On its website, USAID explains that the “Purple My School” program, a joint venture with the United Nations, “encourages peers, teachers and parents to become allies of LGBTI students” in eight Asian countries. “Through teachers’ facilitation, students discuss issues surrounding homophobia, how to create safe spaces for LGBTI students, and are encouraged to wear, draw, or make something purple.” (The acronym stands for lesbian, gay, bisexual, transgender and intersex.)
To promote transgender rights in Central America, USAID has “helped Guatemala’s Election Tribunal update election manuals and provide trainings to electoral officials on how to be sensitive to people whose appearances are not congruent with the birth name on their personal identification card.”
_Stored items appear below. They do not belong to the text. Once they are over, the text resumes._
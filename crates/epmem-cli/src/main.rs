//! `epmem` – interactive shell for the episodic memory engine.
//!
//! 1. Loads `~/.epmem/config.toml` (writing the defaults on first run) and
//!    applies `EPMEM_*` overrides.
//! 2. Initialises tracing through `epmem-runtime`.
//! 3. Drops the user into a REPL over an in-process belief state.
//! 4. Intercepts **Ctrl-C** to leave the REPL cleanly.

mod config;
mod repl;

use colored::Colorize;
use std::sync::Arc;
use std::sync::atomic::{AtomicBool, Ordering};
use tracing::{info, warn};

use epmem_runtime::telemetry::init_tracing;

fn main() {
    let (cfg, notice) = match config::load() {
        Ok(Some(cfg)) => (cfg, format!("Config loaded from {}", config::config_path().display())),
        Ok(None) => first_run(),
        Err(e) => (config::Config::default(), format!("Config error: {e}; using defaults")),
    };

    let _tracing = init_tracing("epmem", cfg.log_format);

    print_banner();
    println!("  {}", notice.dimmed());

    let shutdown = Arc::new(AtomicBool::new(false));
    let shutdown_clone = shutdown.clone();
    if let Err(e) = ctrlc::set_handler(move || {
        println!();
        println!("{}", "Ctrl-C received, leaving the shell …".yellow().bold());
        shutdown_clone.store(true, Ordering::SeqCst);
    }) {
        warn!(error = %e, "Failed to install Ctrl-C handler");
    }

    let shell = match repl::Shell::new(&cfg) {
        Ok(shell) => shell,
        Err(e) => {
            eprintln!("{}: {}", "Cannot start episodic memory".red(), e);
            std::process::exit(1);
        }
    };
    info!(
        policy = %cfg.tunables.record_policy,
        min_store_size = cfg.tunables.min_store_size,
        "episodic memory ready"
    );

    println!();
    println!("  Type {} for a list of commands.\n", "help".bold().cyan());
    repl::run(shell, shutdown);
}

/// Write the default configuration so the user has a file to edit.
fn first_run() -> (config::Config, String) {
    let cfg = config::Config::default();
    let notice = match config::save(&cfg) {
        Ok(()) => format!("Wrote default config to {}", config::config_path().display()),
        Err(e) => format!("Could not write default config: {e}"),
    };
    (cfg, notice)
}

fn print_banner() {
    println!();
    println!("{}", r#"   ___ ___ __  __ ___ __  __ "#.bold().cyan());
    println!("{}", r#"  | __| _ \  \/  | __|  \/  |"#.bold().cyan());
    println!("{}", r#"  | _||  _/ |\/| | _|| |\/| |"#.bold().cyan());
    println!("{}", r#"  |___|_| |_|  |_|___|_|  |_|"#.bold().cyan());
    println!();
    println!("  {} {}", "epmem".bold(), format!("v{}", env!("CARGO_PKG_VERSION")).dimmed());
    println!("  Episodic memory for cognitive agents");
    println!();
}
During the Obama years, USAID was prominent in sectors like LGBTI rights, abortion and “social justice”—promoting agendas that were neither supported by large segments of the U.S. population nor of clear benefit to American national interests. The agency often acted as if it were a private nonprofit organization with a liberal agenda, rather than a taxpayer-funded arm of the U.S. government.
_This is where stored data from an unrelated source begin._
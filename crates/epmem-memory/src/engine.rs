//! [`EpisodicEngine`] – the single state object behind episodic memory.
//!
//! Owns the fact trie, the episode store, the matcher's query epoch and the
//! record of what is currently installed.  One engine is created per agent
//! and dropped with it; there is no global instance.
//!
//! # Example
//!
//! ```rust
//! use epmem_memory::belief::{BeliefState, WorkingMemory};
//! use epmem_memory::engine::EpisodicEngine;
//! use epmem_types::{EpmemConfig, Value};
//!
//! let mut wm = WorkingMemory::new();
//! let s1 = wm.top_state();
//! let query = wm.new_identifier('Q');
//! let result = wm.new_identifier('R');
//!
//! let mut engine = EpisodicEngine::new(EpmemConfig::default()).unwrap();
//!
//! wm.add_fact(s1, "room", Value::Str("kitchen".into())).unwrap();
//! let first = engine.record(&mut wm, s1, 1).episode;
//! wm.clear_children(s1).unwrap();
//! wm.add_fact(s1, "room", Value::Str("garage".into())).unwrap();
//! engine.record(&mut wm, s1, 2);
//!
//! wm.add_fact(query, "room", Value::Str("kitchen".into())).unwrap();
//! let found = engine.retrieve_into(&mut wm, query, result).unwrap();
//! assert_eq!(found.episode(), Some(first));
//! assert_eq!(wm.find(result, "room").unwrap().value, Value::Str("kitchen".into()));
//! ```

use tracing::{debug, info};

use epmem_types::{EpmemConfig, EpmemError, SymbolId};

use crate::belief::BeliefState;
use crate::episode::{EpisodeId, EpisodeStore, EpisodeSummary};
use crate::installer::{self, Installed};
use crate::recorder::{self, RecordOutcome};
use crate::retrieval::{self, Matcher, Retrieval};
use crate::trie::FactTrie;

/// Trie, store and installation state for one agent.
#[derive(Debug)]
pub struct EpisodicEngine {
    config: EpmemConfig,
    trie: FactTrie,
    store: EpisodeStore,
    matcher: Matcher,
    installed: Installed,
}

impl EpisodicEngine {
    /// Create an empty engine.  Fails if `config` does not validate.
    pub fn new(config: EpmemConfig) -> Result<Self, EpmemError> {
        config.validate()?;
        Ok(Self {
            config,
            trie: FactTrie::new(),
            store: EpisodeStore::new(),
            matcher: Matcher::new(),
            installed: Installed::Nothing,
        })
    }

    pub fn config(&self) -> &EpmemConfig {
        &self.config
    }

    pub fn trie(&self) -> &FactTrie {
        &self.trie
    }

    pub fn store(&self) -> &EpisodeStore {
        &self.store
    }

    pub fn installed(&self) -> Installed {
        self.installed
    }

    /// Number of cues actually scored so far.
    pub fn queries(&self) -> u64 {
        self.matcher.epoch()
    }

    /// Record the belief state under `root` as a new episode.
    pub fn record<B: BeliefState>(&mut self, belief: &mut B, root: SymbolId, cycle: u64) -> RecordOutcome {
        recorder::record(&mut self.trie, &mut self.store, belief, root, cycle, &self.config)
    }

    /// Match the cue under `query_root` without touching the installation.
    pub fn retrieve<B: BeliefState>(&mut self, belief: &mut B, query_root: SymbolId) -> Retrieval {
        let cue = retrieval::project_cue(&mut self.trie, belief, query_root);
        self.matcher
            .best_match(&mut self.trie, &mut self.store, &cue, self.config.min_store_size)
    }

    /// Match the cue under `query_root` and install the result (or the
    /// sentinel) under `result_root`, replacing the previous installation.
    pub fn retrieve_into<B: BeliefState>(
        &mut self,
        belief: &mut B,
        query_root: SymbolId,
        result_root: SymbolId,
    ) -> Result<Retrieval, EpmemError> {
        self.clear_installation(belief);
        let result = self.retrieve(belief, query_root);
        match result {
            Retrieval::Episode { id, score } => {
                info!(episode = id.0, score, "retrieved episode");
                self.install_episode(belief, id, result_root)?;
            }
            Retrieval::NoMemory(reason) => {
                debug!(?reason, "no episode retrieved");
                self.install_sentinel(belief, result_root)?;
            }
        }
        Ok(result)
    }

    /// Install the episode after the current one.  At the end of the store
    /// (allowing for `next_margin`), or with no current episode, the sentinel
    /// is installed and `None` returned.
    pub fn next<B: BeliefState>(
        &mut self,
        belief: &mut B,
        result_root: SymbolId,
    ) -> Result<Option<EpisodeId>, EpmemError> {
        self.clear_installation(belief);
        let following = self
            .store
            .current()
            .map(|EpisodeId(k)| k + 1)
            .filter(|&k| k + self.config.next_margin < self.store.len());
        match following {
            Some(k) => {
                let id = EpisodeId(k);
                self.install_episode(belief, id, result_root)?;
                debug!(episode = k, "advanced to next episode");
                Ok(Some(id))
            }
            None => {
                self.install_sentinel(belief, result_root)?;
                Ok(None)
            }
        }
    }

    /// Remove whatever is currently installed.
    pub fn clear_installation<B: BeliefState>(&mut self, belief: &mut B) {
        installer::clear(&mut self.trie, &self.store, self.installed, belief);
        self.installed = Installed::Nothing;
    }

    /// Serialisable view of episode `id`.
    pub fn summary(&self, id: EpisodeId) -> Option<EpisodeSummary> {
        self.store
            .get(id)
            .map(|episode| EpisodeSummary::build(&self.trie, episode))
    }

    fn install_episode<B: BeliefState>(
        &mut self,
        belief: &mut B,
        id: EpisodeId,
        result_root: SymbolId,
    ) -> Result<(), EpmemError> {
        if let Some(episode) = self.store.get(id) {
            installer::install_episode(&mut self.trie, episode, belief, result_root)?;
            self.installed = Installed::Episode(id);
            self.store.set_current(Some(id));
        }
        Ok(())
    }

    fn install_sentinel<B: BeliefState>(&mut self, belief: &mut B, result_root: SymbolId) -> Result<(), EpmemError> {
        installer::install_sentinel(&mut self.trie, belief, result_root)?;
        self.installed = Installed::Sentinel;
        self.store.set_current(None);
        Ok(())
    }
}

// ─────────────────────────────────────────────────────────────────────────────
// Tests
// ─────────────────────────────────────────────────────────────────────────────

#[cfg(test)]
mod tests {
    use super::*;
    use crate::belief::WorkingMemory;
    use crate::installer::NO_RETRIEVAL_ATTR;
    use crate::retrieval::NoMemory;
    use epmem_types::Value;

    fn s(v: &str) -> Value {
        Value::Str(v.to_string())
    }

    struct Agent {
        wm: WorkingMemory,
        engine: EpisodicEngine,
        query: SymbolId,
        result: SymbolId,
        cycle: u64,
    }

    impl Agent {
        fn new(config: EpmemConfig) -> Self {
            let mut wm = WorkingMemory::new();
            let query = wm.new_identifier('Q');
            let result = wm.new_identifier('R');
            Self {
                wm,
                engine: EpisodicEngine::new(config).unwrap(),
                query,
                result,
                cycle: 0,
            }
        }

        fn record(&mut self, facts: &[(&str, Value)]) -> EpisodeId {
            let s1 = self.wm.top_state();
            self.wm.clear_children(s1).unwrap();
            for (attr, value) in facts {
                self.wm.add_fact(s1, attr, value.clone()).unwrap();
            }
            self.cycle += 1;
            self.engine.record(&mut self.wm, s1, self.cycle).episode
        }

        fn cue(&mut self, facts: &[(&str, Value)]) -> Retrieval {
            self.wm.clear_children(self.query).unwrap();
            for (attr, value) in facts {
                self.wm.add_fact(self.query, attr, value.clone()).unwrap();
            }
            self.engine
                .retrieve_into(&mut self.wm, self.query, self.result)
                .unwrap()
        }

        fn retrieved(&self, attr: &str) -> Option<Value> {
            self.wm.find(self.result, attr).map(|f| f.value.clone())
        }
    }

    #[test]
    fn invalid_config_is_rejected() {
        let config = EpmemConfig {
            ubiquity_fraction: 0.0,
            ..Default::default()
        };
        assert!(EpisodicEngine::new(config).is_err());
    }

    #[test]
    fn empty_store_installs_the_sentinel() {
        let mut agent = Agent::new(EpmemConfig::default());
        let result = agent.cue(&[("a", s("x"))]);
        assert!(matches!(result, Retrieval::NoMemory(NoMemory::ColdStore { .. })));
        assert_eq!(agent.retrieved(NO_RETRIEVAL_ATTR), Some(s("true")));
        assert_eq!(agent.engine.installed(), Installed::Sentinel);
    }

    #[test]
    fn cue_installs_the_matching_episode() {
        let mut agent = Agent::new(EpmemConfig::default());
        let e1 = agent.record(&[("a", s("x"))]);
        agent.record(&[("a", s("y"))]);
        assert_eq!(agent.cue(&[("a", s("x"))]).episode(), Some(e1));
        assert_eq!(agent.retrieved("a"), Some(s("x")));
        assert_eq!(agent.engine.store().current(), Some(e1));
    }

    #[test]
    fn new_retrieval_replaces_the_previous_installation() {
        let mut agent = Agent::new(EpmemConfig::default());
        agent.record(&[("a", s("x"))]);
        agent.record(&[("b", s("y"))]);
        agent.cue(&[("a", s("x"))]);
        agent.cue(&[("b", s("y"))]);
        assert_eq!(agent.retrieved("a"), None);
        assert_eq!(agent.retrieved("b"), Some(s("y")));
        assert_eq!(agent.wm.facts_of(agent.result).len(), 1);
    }

    #[test]
    fn sentinel_is_cleared_by_a_successful_retrieval() {
        let mut agent = Agent::new(EpmemConfig::default());
        agent.cue(&[("a", s("x"))]);
        agent.record(&[("a", s("x"))]);
        agent.cue(&[("a", s("x"))]);
        assert_eq!(agent.retrieved(NO_RETRIEVAL_ATTR), None);
        assert_eq!(agent.retrieved("a"), Some(s("x")));
    }

    #[test]
    fn cold_start_floor_is_respected() {
        let mut agent = Agent::new(EpmemConfig {
            min_store_size: 3,
            ..Default::default()
        });
        agent.record(&[("a", s("x"))]);
        agent.record(&[("a", s("x"))]);
        assert_eq!(
            agent.cue(&[("a", s("x"))]),
            Retrieval::NoMemory(NoMemory::ColdStore { stored: 2, required: 3 })
        );
        agent.record(&[("a", s("x"))]);
        assert_eq!(agent.cue(&[("a", s("x"))]).episode(), Some(EpisodeId(0)));
    }

    #[test]
    fn next_walks_forward_then_hits_the_sentinel() {
        let mut agent = Agent::new(EpmemConfig::default());
        let e0 = agent.record(&[("step", Value::Int(0))]);
        let e1 = agent.record(&[("step", Value::Int(1))]);
        assert_eq!(agent.cue(&[("step", Value::Int(0))]).episode(), Some(e0));

        assert_eq!(agent.engine.next(&mut agent.wm, agent.result).unwrap(), Some(e1));
        assert_eq!(agent.retrieved("step"), Some(Value::Int(1)));

        assert_eq!(agent.engine.next(&mut agent.wm, agent.result).unwrap(), None);
        assert_eq!(agent.retrieved("step"), None);
        assert_eq!(agent.retrieved(NO_RETRIEVAL_ATTR), Some(s("true")));
        assert_eq!(agent.engine.store().current(), None);
    }

    #[test]
    fn next_respects_the_look_ahead_margin() {
        let mut agent = Agent::new(EpmemConfig {
            next_margin: 1,
            ..Default::default()
        });
        let e0 = agent.record(&[("step", Value::Int(0))]);
        agent.record(&[("step", Value::Int(1))]);
        agent.cue(&[("step", Value::Int(0))]);
        assert_eq!(agent.engine.store().current(), Some(e0));
        assert_eq!(agent.engine.next(&mut agent.wm, agent.result).unwrap(), None);
    }

    #[test]
    fn next_without_a_current_episode_fails() {
        let mut agent = Agent::new(EpmemConfig::default());
        agent.record(&[("a", s("x"))]);
        assert_eq!(agent.engine.next(&mut agent.wm, agent.result).unwrap(), None);
        assert_eq!(agent.engine.installed(), Installed::Sentinel);
    }

    #[test]
    fn ubiquitous_cue_stops_matching_for_good() {
        let mut agent = Agent::new(EpmemConfig {
            ubiquity_fraction: 0.5,
            ubiquity_floor: 2,
            ..Default::default()
        });
        for i in 0..5 {
            agent.record(&[("always", s("here")), ("step", Value::Int(i))]);
        }
        assert_eq!(agent.engine.trie().ubiquitous_count(), 1);
        for _ in 0..3 {
            assert_eq!(
                agent.cue(&[("always", s("here"))]),
                Retrieval::NoMemory(NoMemory::NoMatch)
            );
        }
        // A real episode still co-occurs with the node; matching on the
        // other leaf still works.
        assert_eq!(agent.cue(&[("step", Value::Int(0))]).episode(), Some(EpisodeId(0)));
    }

    #[test]
    fn summary_describes_the_episode() {
        let mut agent = Agent::new(EpmemConfig::default());
        let id = agent.record(&[("a", s("x"))]);
        let summary = agent.engine.summary(id).unwrap();
        assert_eq!(summary.cycle, 1);
        assert_eq!(summary.entries[0].path, "a");
        assert!(agent.engine.summary(EpisodeId(9)).is_none());
    }
}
The agency’s defenders insist that such projects are the exception—that USAID’s $27 billion budget contains little that is frivolous or ineffectual. But it’s impossible to determine based on publicly available information if the amount of wasteful spending is closer to zero or 28%. USAID and its contractors have mastered the art of re-christening programs to appease congressmen and their constituents.
During the Obama years, for instance, USAID spent counterterrorism funds on traditional antipoverty programs by claiming that poverty is “exploited by extremist groups.” It justified sponsorship of Somali girls’ basketball teams and “community dialogue sessions” the agency said were “essential to the stabilization of regions that have suffered from mistrust, conflict and turmoil for decades.”
The next USAID administrator, as yet unnamed, will need to reassess all existing programs to determine which ones are actually advancing U.S. interests. In some instances, the answer will be clear—like programs that improve local conditions to discourage illegal immigration to the U.S. In others, the connection will be indirect, as in the case of development initiatives that promote cooperation on security issues.
Such a reassessment would open eyes among members of Congress who have not hitherto seen much need for revamping USAID. It would surely demonstrate the need for major cuts to existing programs.
But that doesn’t necessarily mean the overall budget should be gutted. At least some of the savings should be redirected to programs that will advance U.S. interests in a cost-effective manner. Crafting fruitful programs will require replacing the theories and assumptions underlying much of USAID’s current work—especially the dubious idea that geographic and environmental factors account for underdevelopment.
Many programs give recipients no incentives to undertake self-improvement, thereby creating perpetual dependencies. Every country that has made the transition from Third World to First World did so through improvements in public-sector governance and private-sector entrepreneurship. Those improvements were contingent upon human capital—highly educated and suitably motivated elites.
USAID resources should therefore be reallocated to areas that strengthen governance and stimulate economic growth. Activities that cultivate human capital, particularly higher education and governmental training, deserve more funding. The U.S. government pursued a similar course in the 1950s and 1960s, and to good effect, before discarding it in the 1970s out of a misguided anti-elitism.
The South Korean, Taiwanese and Chilean leaders who transformed their countries from aid absorbers into strategic allies were products of the USAID scholarship program. USAID’s occasional emphasis on governmental leadership since that time has fueled further successes, as in the case of Colombia’s judicial system, which helped curb cocaine shipments to the U.S.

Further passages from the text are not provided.